SureBids journey is all shades of amazing and is a lesson for many entrepreneurs. It is what you may call a learning startup. It is on a mission to replace cash with vouchers just the way many card issuers and payment companies have attempted to do with cards. The argument on whether this is possible due to the shopping habits of African consumers will deserve an article of its own.
Early Days As SureGifts And Relationship With The Venture Garden Group
SureBids started its journey as SureGifts.com.ng in 2014. It was founded by Adeoye Ojo, Babafemi Lawal and Olaoluwa Samuel-Biyi. They were all ex-employees of Jumia and must have come about the idea during their time at the E-commerce company. The founders and their team built a network of merchants with whom consumer could redeem Suregifts’ vouchers. The startup made money from its gifting platform by collecting five-to-thirty-percent commission from its merchants.
It later created a solution for corporate gifting. This allowed organizations gift their employees vouchers instead of products like rice, cooking oil etc. which they typically give as end of the year incentives.
SureGifts received an investment from the Venture Garden Group (VGG) and other angel investors. VGG is an holding company that creates and actively invests in early-stage fin-tech startups in Nigeria. SureGifts is one of its ventures. Others include Talentbase, CashEnvoy, Tutor.ng and Prepclass. VGG was founded by Bunmi Akinyemiju an ICT veteran with over 16 years of entrepreneurial experience.
ransformation To SureBids And Progress To 500 Startups
This article about SureBids’ transformation and progress is highly recommended. It clearly shows the startup’s journey and leaves a lesson for aspiring entrepreneurs. One thing you will notice is the level of detail in the article and the clarity with which the vision of the organization is outlined.

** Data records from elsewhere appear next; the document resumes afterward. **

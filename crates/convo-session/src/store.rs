use std::cell::RefCell;

use convo_types::SessionHandle;

/// Failure to persist or clear the session handle
#[derive(Debug, Clone, PartialEq, Eq, thiserror::Error)]
#[error("session storage unavailable: {0}")]
pub struct StoreError(pub String);

/// Client-local persistence for the active conversation id.
///
/// At most one handle is active per store. The store never invents a
/// handle; it only remembers what the service issued.
pub trait SessionStore {
    /// Current handle, if any. Does not talk to the service.
    fn load(&self) -> Option<SessionHandle>;

    /// Remember `handle`, replacing whatever was stored before.
    fn save(&self, handle: &SessionHandle) -> Result<(), StoreError>;

    /// Forget the stored handle.
    fn clear(&self) -> Result<(), StoreError>;
}

/// In-memory store, scoped to the lifetime of the value
#[derive(Debug, Default)]
pub struct MemorySessionStore {
    handle: RefCell<Option<SessionHandle>>,
}

impl MemorySessionStore {
    pub fn new() -> Self {
        Self::default()
    }

    /// Store pre-seeded with an existing handle
    pub fn with_handle(handle: SessionHandle) -> Self {
        Self {
            handle: RefCell::new(Some(handle)),
        }
    }
}

impl SessionStore for MemorySessionStore {
    fn load(&self) -> Option<SessionHandle> {
        self.handle.borrow().clone()
    }

    fn save(&self, handle: &SessionHandle) -> Result<(), StoreError> {
        *self.handle.borrow_mut() = Some(handle.clone());
        Ok(())
    }

    fn clear(&self) -> Result<(), StoreError> {
        self.handle.borrow_mut().take();
        Ok(())
    }
}

impl<T: SessionStore + ?Sized> SessionStore for std::rc::Rc<T> {
    fn load(&self) -> Option<SessionHandle> {
        (**self).load()
    }

    fn save(&self, handle: &SessionHandle) -> Result<(), StoreError> {
        (**self).save(handle)
    }

    fn clear(&self) -> Result<(), StoreError> {
        (**self).clear()
    }
}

As the startup progressed, it gradually built more solutions around its core voucher system and its merchant network thereby delivering additional value for its users. SureCredit is quite interesting, it is an online voucher financing platform that allows employees from selected companies get voucher loans and then pay later, over a period of time. This model is a common one but the twist here is; the users get voucher loans and not cash.
SureBids got admitted into the 18th batch of 500 startups ‘incubatees’. The batch comprises 46 companies. This is a validation of the business model, the solution it is providing and and its potential. 500 Startups is an early-stage venture fund and seed accelerator founded by Dave McClure and Christine Tsai in 2010. It has locations in Mountain View and San Francisco both in California, USA. It provides a work-space, “Startup MBA education”, funds, connections etc. to its ‘incubatees’.
Startup Lessons From SureBid’s Story
You probably have figured all the lessons from this story already, we have created a list, anyway, we think might help:
- Always keep learning what works: SureBids’ journey from SureGifts shows a startup that keeps learning. This is what keeps a business alive.
- Be very clear about what your goal and business is. Many founders don’t even know what business they are in. SureBids demonstrates that it is clear on what it seeks to achieve. In one word for SureBids it is; KILL CASH.
- Always be moving! While this may not seem like a major key, founders always need to keep thinking of the next step that can move their business forward. Never rest on your laurels, always be moving. Don’t be so stuck on one single idea that you never see what’s possible.
- Understand your market. SureBids clearly understands its market. Credit is a big deal in the Nigerian market. People want it everywhere you go. It makes sense to somehow find a way to make it happen. In simple terms, give the market what it asks for.